Police agencies in the City of Atlanta and in most of the five major metro counties have received training in avoiding arresting juvenile victims of prostitution on charges of solicitation but choose instead to arrest on less criminal offenses such as truancy, loitering and similar minor misdemeanor crimes. Unfortunately, these acts of compassion by dedicated officers obscure the truth that victims of prostitution do not need jail time but rather counseling, care and restoration.

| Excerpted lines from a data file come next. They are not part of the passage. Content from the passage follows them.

//! Courier Domain - Core document types
//!
//! This crate defines the document model shared by the template engine and
//! its loaders. All types here are pure Rust with no I/O dependencies.

pub mod document;
pub mod environment;
pub mod error;

pub use document::{AccessToken, Document, DocumentPath, Mapping};
pub use environment::{Environment, GLOBAL_ENVIRONMENT, VariableTable};
pub use error::{DomainError, DomainResult, PathParseError};
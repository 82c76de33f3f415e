//! Request document tree
//!
//! A [`Document`] is the in-memory form of a parsed YAML or JSON request
//! definition. The same type is used for the raw (placeholder-bearing) source
//! and for the destination that receives resolved values.

mod path;

pub use path::{AccessToken, DocumentPath, SEGMENT_SEPARATOR};

use std::fmt;

use indexmap::IndexMap;
use serde::Serialize;

/// Mapping node: string keys to child documents, insertion ordered.
pub type Mapping = IndexMap<String, Document>;

/// GraphQL variables are case-sensitive, so this key is never lowercased.
const CASE_SENSITIVE_KEY: &str = "variables";

/// A tree of mappings, sequences and scalars.
#[derive(Debug, Clone, Default, PartialEq, Serialize)]
#[serde(untagged)]
pub enum Document {
    /// String-keyed mapping.
    Mapping(Mapping),
    /// Ordered sequence.
    Sequence(Vec<Document>),
    /// String scalar (placeholders live here).
    String(String),
    /// Numeric scalar.
    Number(serde_json::Number),
    /// Boolean scalar.
    Bool(bool),
    /// Null scalar.
    #[default]
    Null,
}

impl Document {
    /// Returns a short name for the node kind, used in diagnostics.
    #[must_use]
    pub const fn kind(&self) -> &'static str {
        match self {
            Self::Mapping(_) => "mapping",
            Self::Sequence(_) => "sequence",
            Self::String(_) => "string",
            Self::Number(_) => "number",
            Self::Bool(_) => "bool",
            Self::Null => "null",
        }
    }

    /// Returns the string value if this is a string scalar.
    #[must_use]
    pub fn as_str(&self) -> Option<&str> {
        match self {
            Self::String(s) => Some(s),
            _ => None,
        }
    }

    /// Returns the mapping if this node is one.
    #[must_use]
    pub const fn as_mapping(&self) -> Option<&Mapping> {
        match self {
            Self::Mapping(map) => Some(map),
            _ => None,
        }
    }

    /// Returns the mapping mutably if this node is one.
    pub const fn as_mapping_mut(&mut self) -> Option<&mut Mapping> {
        match self {
            Self::Mapping(map) => Some(map),
            _ => None,
        }
    }

    /// Looks up a direct child of a mapping node.
    #[must_use]
    pub fn get(&self, key: &str) -> Option<&Self> {
        self.as_mapping().and_then(|map| map.get(key))
    }

    /// Looks up a node by access tokens, returning `None` on any mismatch.
    #[must_use]
    pub fn pointer(&self, path: &DocumentPath) -> Option<&Self> {
        path.tokens()
            .iter()
            .try_fold(self, |node, token| match (token, node) {
                (AccessToken::Key(key), Self::Mapping(map)) => map.get(key),
                (AccessToken::Index(idx), Self::Sequence(items)) => items.get(*idx),
                _ => None,
            })
    }

    /// Returns a copy with every mapping key lowercased.
    ///
    /// The value under a `variables` key is kept verbatim. Sequences are
    /// not descended into.
    #[must_use]
    pub fn lowercase_keys(&self) -> Self {
        match self {
            Self::Mapping(map) => Self::Mapping(
                map.iter()
                    .map(|(key, value)| {
                        if key == CASE_SENSITIVE_KEY {
                            (key.clone(), value.clone())
                        } else {
                            (key.to_lowercase(), value.lowercase_keys())
                        }
                    })
                    .collect(),
            ),
            other => other.clone(),
        }
    }
}

/// Stringification used when comparing a destination string against a
/// candidate value: strings verbatim, containers as compact JSON.
impl fmt::Display for Document {
    fn fmt(&self, f: &mut fmt::Formatter<'_>) -> fmt::Result {
        match self {
            Self::String(s) => f.write_str(s),
            Self::Number(n) => write!(f, "{n}"),
            Self::Bool(b) => write!(f, "{b}"),
            Self::Null => f.write_str("null"),
            Self::Mapping(_) | Self::Sequence(_) => {
                let json = serde_json::to_string(self).map_err(|_| fmt::Error)?;
                f.write_str(&json)
            }
        }
    }
}

impl From<&str> for Document {
    fn from(value: &str) -> Self {
        Self::String(value.to_string())
    }
}

impl From<String> for Document {
    fn from(value: String) -> Self {
        Self::String(value)
    }
}

impl From<bool> for Document {
    fn from(value: bool) -> Self {
        Self::Bool(value)
    }
}

impl From<i64> for Document {
    fn from(value: i64) -> Self {
        Self::Number(value.into())
    }
}

impl From<u64> for Document {
    fn from(value: u64) -> Self {
        Self::Number(value.into())
    }
}

impl From<f64> for Document {
    /// Non-finite floats have no JSON form and are kept as their text.
    fn from(value: f64) -> Self {
        serde_json::Number::from_f64(value)
            .map_or_else(|| Self::String(value.to_string()), Self::Number)
    }
}

impl From<Mapping> for Document {
    fn from(value: Mapping) -> Self {
        Self::Mapping(value)
    }
}

impl From<Vec<Self>> for Document {
    fn from(value: Vec<Self>) -> Self {
        Self::Sequence(value)
    }
}

impl From<serde_json::Value> for Document {
    fn from(value: serde_json::Value) -> Self {
        use serde_json::Value;

        match value {
            Value::Null => Self::Null,
            Value::Bool(b) => Self::Bool(b),
            Value::Number(n) => Self::Number(n),
            Value::String(s) => Self::String(s),
            Value::Array(items) => Self::Sequence(items.into_iter().map(Self::from).collect()),
            Value::Object(map) => {
                Self::Mapping(map.into_iter().map(|(k, v)| (k, Self::from(v))).collect())
            }
        }
    }
}

impl From<serde_yaml::Value> for Document {
    fn from(value: serde_yaml::Value) -> Self {
        use serde_yaml::Value;

        match value {
            Value::Null => Self::Null,
            Value::Bool(b) => Self::Bool(b),
            Value::Number(n) => yaml_number(&n),
            Value::String(s) => Self::String(s),
            Value::Sequence(items) => Self::Sequence(items.into_iter().map(Self::from).collect()),
            Value::Mapping(map) => Self::Mapping(
                map.into_iter()
                    .map(|(k, v)| (yaml_key(k), Self::from(v)))
                    .collect(),
            ),
            Value::Tagged(tagged) => Self::from(tagged.value),
        }
    }
}

fn yaml_number(n: &serde_yaml::Number) -> Document {
    if let Some(i) = n.as_i64() {
        Document::from(i)
    } else if let Some(u) = n.as_u64() {
        Document::from(u)
    } else {
        n.as_f64()
            .map_or_else(|| Document::String(n.to_string()), Document::from)
    }
}

/// YAML allows non-string keys (`200: ok`); they are stringified.
fn yaml_key(key: serde_yaml::Value) -> String {
    match key {
        serde_yaml::Value::String(s) => s,
        other => Document::from(other).to_string(),
    }
}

Two hotly-debated bills before the Georgia Legislature are HB 582 and SB 304, both calling for changes to our criminal code that would exempt child victims from prosecution. According to the United Nations, the European Union and the key federal law on modern-day slavery the Trafficking Victims Protection Act, any child under the age of 18 used for the purposes of commercial sex is not only a victim of human trafficking but a victim of an extreme form of the crime. Why, then, are groups in Georgia fighting so hard to continue placing these children in jail rather than in Georgias system of care?

Perhaps these groups see this as the beginning of a slippery slope toward the legalization of prostitution. That never has and never will be the goal of this legislation or of any of the groups supporting change for our children. Prostitution, where it has been legalized on a full-scale basis, has repeatedly failed because it creates new markets for human trafficking. In our state, StreetGrace, representing a large number of churches, and Georgia Rescue and Restore, a coalition of anti-human trafficking organizations, support not only the toughening of our laws to root out and prosecute the true criminals the pimps and exploiters but also the addition of creative methods to protect Georgias children.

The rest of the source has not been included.